F.On ________, 2017, the City of Lake Elsinore Planning Commission held a duly
noticed public hearing to consider Developer’s application for this Agreement and recommended
to the City Council approval of this Agreement.
G.On ________, 2017, the City Council held a duly noticed public hearing to
consider this Agreement and found and determined that (a) this Agreement is compatible with
the orderly development of the Developer Property and the surrounding area; (b) this Agreement
will have an overall positive effect on the health, safety and welfare of the residents of and
visitors to the City; (c) this Agreement constitutes a lawful, present exercise of the City’s police
power and authority under the Development Agreement Act and Development Agreement
Ordinance; (d) this Agreement is entered into pursuant to and in compliance with the
requirements of the Development Agreement Act and the Development Agreement Ordinance;
and did therefore, in approving this Agreement introduce for first reading Ordinance No. 2017-
___ (the “Enabling Ordinance”). On _____________, 2017 the City Council conducted the
second reading of the Enabling Ordinance thereby approving this Agreement, to become
effective thirty (30) days thereafter which date is ________, 2017, (the “Effective Date”).

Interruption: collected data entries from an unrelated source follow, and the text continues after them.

//! LlmClient trait definition

use async_trait::async_trait;

use super::{GenerateRequest, GenerateResponse, LlmError};

/// Stateless text-completion gateway
///
/// Each call is independent: no conversation is kept between calls, and no
/// retries are attempted. Implementations must be shareable across runs.
#[async_trait]
pub trait LlmClient: Send + Sync {
    /// Send one prompt and return the raw generated text
    async fn generate(&self, request: GenerateRequest) -> Result<GenerateResponse, LlmError>;
}

/// Scripted client for tests
pub mod mock {
    use super::*;
    use crate::llm::StopReason;
    use std::sync::Mutex;
    use std::sync::atomic::{AtomicUsize, Ordering};
    use tracing::debug;

    /// One scripted reply
    #[derive(Debug, Clone)]
    pub enum MockReply {
        Text(String),
        /// Text cut off at the token limit
        Truncated(String),
        Error { status: u16, message: String },
    }

    impl From<&str> for MockReply {
        fn from(text: &str) -> Self {
            MockReply::Text(text.to_string())
        }
    }

    impl From<String> for MockReply {
        fn from(text: String) -> Self {
            MockReply::Text(text)
        }
    }

    /// Returns queued replies in order; errors once exhausted unless a
    /// fallback reply is set
    pub struct MockLlmClient {
        replies: Vec<MockReply>,
        fallback: Option<MockReply>,
        call_count: AtomicUsize,
        prompts: Mutex<Vec<String>>,
    }

    impl MockLlmClient {
        pub fn new<I, R>(replies: I) -> Self
        where
            I: IntoIterator<Item = R>,
            R: Into<MockReply>,
        {
            let replies: Vec<MockReply> = replies.into_iter().map(Into::into).collect();
            debug!(reply_count = %replies.len(), "MockLlmClient::new: called");
            Self {
                replies,
                fallback: None,
                call_count: AtomicUsize::new(0),
                prompts: Mutex::new(Vec::new()),
            }
        }

        /// Reply with `fallback` forever after the queue runs out
        pub fn with_fallback(mut self, fallback: impl Into<MockReply>) -> Self {
            self.fallback = Some(fallback.into());
            self
        }

        /// Client whose every call fails with an API error
        pub fn failing(status: u16) -> Self {
            Self::new(Vec::<MockReply>::new()).with_fallback(MockReply::Error {
                status,
                message: "mock failure".to_string(),
            })
        }

        pub fn call_count(&self) -> usize {
            self.call_count.load(Ordering::SeqCst)
        }

        /// Prompts received so far, in call order
        pub fn prompts(&self) -> Vec<String> {
            self.prompts.lock().map(|p| p.clone()).unwrap_or_default()
        }
    }

    #[async_trait]
    impl LlmClient for MockLlmClient {
        async fn generate(&self, request: GenerateRequest) -> Result<GenerateResponse, LlmError> {
            let idx = self.call_count.fetch_add(1, Ordering::SeqCst);
            debug!(%idx, "MockLlmClient::generate: called");
            if let Ok(mut prompts) = self.prompts.lock() {
                prompts.push(request.prompt);
            }

            let reply = self.replies.get(idx).or(self.fallback.as_ref()).cloned();
            match reply {
                Some(MockReply::Text(text)) => Ok(GenerateResponse::text(text)),
                Some(MockReply::Truncated(text)) => Ok(GenerateResponse {
                    stop_reason: StopReason::MaxTokens,
                    ..GenerateResponse::text(text)
                }),
                Some(MockReply::Error { status, message }) => Err(LlmError::ApiError { status, message }),
                None => {
                    debug!("MockLlmClient::generate: no more mock replies");
                    Err(LlmError::InvalidResponse("No more mock responses".to_string()))
                }
            }
        }
    }

}
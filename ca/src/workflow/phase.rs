//! Workflow phases and the transition function

use chrono::{DateTime, Utc};
use serde::Serialize;
use std::fmt;

use crate::domain::{Action, WorkflowState};

/// Named states of the run loop
#[derive(Debug, Clone, Copy, PartialEq, Eq, Serialize)]
#[serde(rename_all = "lowercase")]
pub enum Phase {
    Classifying,
    Planning,
    Dispatching,
    Stepping,
    Finished,
}

impl Phase {
    pub fn as_str(&self) -> &'static str {
        match self {
            Self::Classifying => "classifying",
            Self::Planning => "planning",
            Self::Dispatching => "dispatching",
            Self::Stepping => "stepping",
            Self::Finished => "finished",
        }
    }

    pub fn is_terminal(&self) -> bool {
        *self == Self::Finished
    }
}

impl fmt::Display for Phase {
    fn fmt(&self, f: &mut fmt::Formatter<'_>) -> fmt::Result {
        f.write_str(self.as_str())
    }
}

/// Decide the phase that follows `phase`, given the state after `phase` ran
///
/// `Stepping` is evaluated after the step counter has been incremented.
pub fn next_phase(phase: Phase, state: &WorkflowState, max_steps: u32) -> Phase {
    match phase {
        Phase::Classifying => Phase::Planning,
        Phase::Planning => {
            if state.next_action() == Action::Finish {
                Phase::Finished
            } else {
                Phase::Dispatching
            }
        }
        Phase::Dispatching => Phase::Stepping,
        Phase::Stepping => {
            if state.result().is_some() || state.step_count() >= max_steps {
                Phase::Finished
            } else {
                Phase::Planning
            }
        }
        Phase::Finished => Phase::Finished,
    }
}

/// One recorded edge of a run
#[derive(Debug, Clone, PartialEq, Serialize)]
pub struct Transition {
    pub from: Phase,
    pub to: Phase,
    /// Step count when the edge was taken
    pub step_count: u32,
    pub at: DateTime<Utc>,
}

impl Transition {
    pub fn new(from: Phase, to: Phase, step_count: u32) -> Self {
        Self {
            from,
            to,
            step_count,
            at: Utc::now(),
        }
    }
}
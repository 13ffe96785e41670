//! cardagent - Autonomous Card-Service Agent
//!
//! Takes a free-text customer request about a payment card, works out
//! whether the customer wants it replaced or cancelled, and carries the
//! request through to completion without asking a human for confirmation.
//!
//! # Core Concepts
//!
//! - **One state per request**: a [`WorkflowState`] accumulates partial
//!   updates from each step and is the run's only output
//! - **Untrusted planner**: the model proposes the next action; the
//!   [`agent::guard`] rewrites any replace/cancel to `validate` until
//!   ownership has been confirmed
//! - **Bounded loop**: at most `max_steps` dispatch cycles per request
//! - **Safe fallbacks**: unparseable model output degrades to `unknown`
//!   intent or a `finish` decision with an apology
//!
//! # Modules
//!
//! - [`agent`] - Intent classifier, planner and guard
//! - [`workflow`] - Phase machine and run engine
//! - [`tools`] - Card operations and their dispatcher
//! - [`llm`] - Language-model gateway trait and providers
//! - [`prompts`] - Handlebars prompt templates
//! - [`config`] - Configuration types and loading
//! - [`cli`] - Command-line interface

pub mod agent;
pub mod cli;
pub mod config;
pub mod domain;
pub mod llm;
pub mod output;
pub mod prompts;
pub mod repl;
pub mod tools;
pub mod workflow;

// Re-export commonly used types
pub use agent::{Classification, IntentClassifier, PlanDecision, Planner, guard};
pub use config::{Config, LlmConfig, WorkflowConfig};
pub use domain::{Action, Intent, RunStatus, StateUpdate, WorkflowState};
pub use llm::{AnthropicClient, GenerateRequest, GenerateResponse, LlmClient, LlmError, OpenAIClient, create_client};
pub use tools::{CardTool, ToolError, ToolExecutor};
pub use workflow::{Phase, RunOutcome, Transition, WorkflowEngine, WorkflowError, next_phase};
//! Interactive REPL for cardagent
//!
//! Stands in for a text box and a submit button: every line is handled as a
//! fresh request with its own state.

mod session;

pub use session::ReplSession;

use eyre::Result;

use crate::config::Config;
use crate::llm::create_client;
use crate::workflow::WorkflowEngine;

/// Run the interactive REPL
///
/// This is the main entry point for `ca repl`.
pub async fn run_interactive(config: &Config, max_steps: Option<u32>) -> Result<()> {
    config.validate()?;

    let llm = create_client(&config.llm).map_err(|e| eyre::eyre!("Failed to create LLM client: {}", e))?;
    let mut engine = WorkflowEngine::from_config(config, llm);
    if let Some(max_steps) = max_steps {
        engine = engine.with_max_steps(max_steps);
    }

    let mut session = ReplSession::new(engine);
    session.run().await
}
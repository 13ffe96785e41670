//! IntentClassifier - first pass over the customer's message

use std::sync::Arc;

use tracing::{debug, warn};

use super::parse::{parse_json_object, string_field};
use crate::domain::{Intent, StateUpdate};
use crate::llm::{GenerateRequest, GenerationParams, LlmClient};
use crate::prompts::PromptLoader;
use crate::workflow::WorkflowError;

/// Reason recorded when model output could not be parsed
pub const PARSE_ERROR_REASON: &str = "parse_error";

/// Intent plus the model's rationale
#[derive(Debug, Clone, PartialEq, Eq)]
pub struct Classification {
    pub intent: Intent,
    pub reason: String,
}

impl Classification {
    /// Fallback used whenever the model output is unusable
    pub fn parse_error() -> Self {
        Self {
            intent: Intent::Unknown,
            reason: PARSE_ERROR_REASON.to_string(),
        }
    }

    pub fn into_update(self) -> StateUpdate {
        StateUpdate {
            intent: Some(self.intent),
            intent_reason: Some(self.reason),
            ..Default::default()
        }
    }
}

/// Turn raw classifier output into a [`Classification`]
///
/// A missing `intent` field is a parse failure; an unrecognized label maps to
/// `unknown` and keeps the model's reason.
pub fn parse_classification(text: &str) -> Classification {
    debug!(text_len = text.len(), "parse_classification: called");
    let Some(obj) = parse_json_object(text) else {
        warn!("parse_classification: output is not a JSON object");
        return Classification::parse_error();
    };

    let Some(label) = string_field(&obj, "intent") else {
        warn!("parse_classification: missing intent field");
        return Classification::parse_error();
    };

    Classification {
        intent: Intent::parse(label).unwrap_or_default(),
        reason: string_field(&obj, "reason").unwrap_or_default().to_string(),
    }
}

/// Classifies a customer message into an [`Intent`]
pub struct IntentClassifier {
    llm: Arc<dyn LlmClient>,
    prompts: Arc<PromptLoader>,
    params: GenerationParams,
    degrade_on_llm_error: bool,
}

impl IntentClassifier {
    pub fn new(llm: Arc<dyn LlmClient>, prompts: Arc<PromptLoader>, params: GenerationParams) -> Self {
        Self {
            llm,
            prompts,
            params,
            degrade_on_llm_error: false,
        }
    }

    /// Treat gateway failures like unparseable output instead of failing
    pub fn with_degrade_on_llm_error(mut self, degrade: bool) -> Self {
        self.degrade_on_llm_error = degrade;
        self
    }

    /// Classify `user_input`; never fails on malformed model output
    pub async fn classify(&self, user_input: &str) -> Result<Classification, WorkflowError> {
        debug!(input_len = user_input.len(), "IntentClassifier::classify: called");
        let prompt = self
            .prompts
            .classify_prompt(user_input)
            .map_err(|e| WorkflowError::Prompt(e.to_string()))?;

        let response = match self.llm.generate(GenerateRequest::new(prompt, &self.params)).await {
            Ok(response) => response,
            Err(e) if self.degrade_on_llm_error && e.is_remote() => {
                warn!(error = %e, "IntentClassifier::classify: gateway failed, degrading");
                return Ok(Classification::parse_error());
            }
            Err(e) => return Err(e.into()),
        };

        if response.is_truncated() {
            warn!(max_tokens = self.params.max_tokens, "IntentClassifier::classify: output hit the token limit");
        }
        let classification = parse_classification(&response.text);
        debug!(intent = %classification.intent, "IntentClassifier::classify: done");
        Ok(classification)
    }
}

The foregoing true and correct Recitals constitute a substantive part of this Agreement,
and the Parties have materially relied upon them as such in their respective determinations to
execute this Agreement.
NOW, THEREFORE, in consideration of the mutual terms, obligations, promises,
covenants and conditions contained herein and for other valuable consideration, the sufficiency
of which is hereby acknowledged, the Parties, and each of them, agree as follows:
AGREEMENT
1.DEFINITIONS.
All initially-capitalized words, terms, and phrases used, but not otherwise defined,
in the Recitals shall have the meanings assigned to them in Section 1 of this Agreement, unless
the context clearly indicates otherwise.
1.1.“Agreement” means this Development Agreement.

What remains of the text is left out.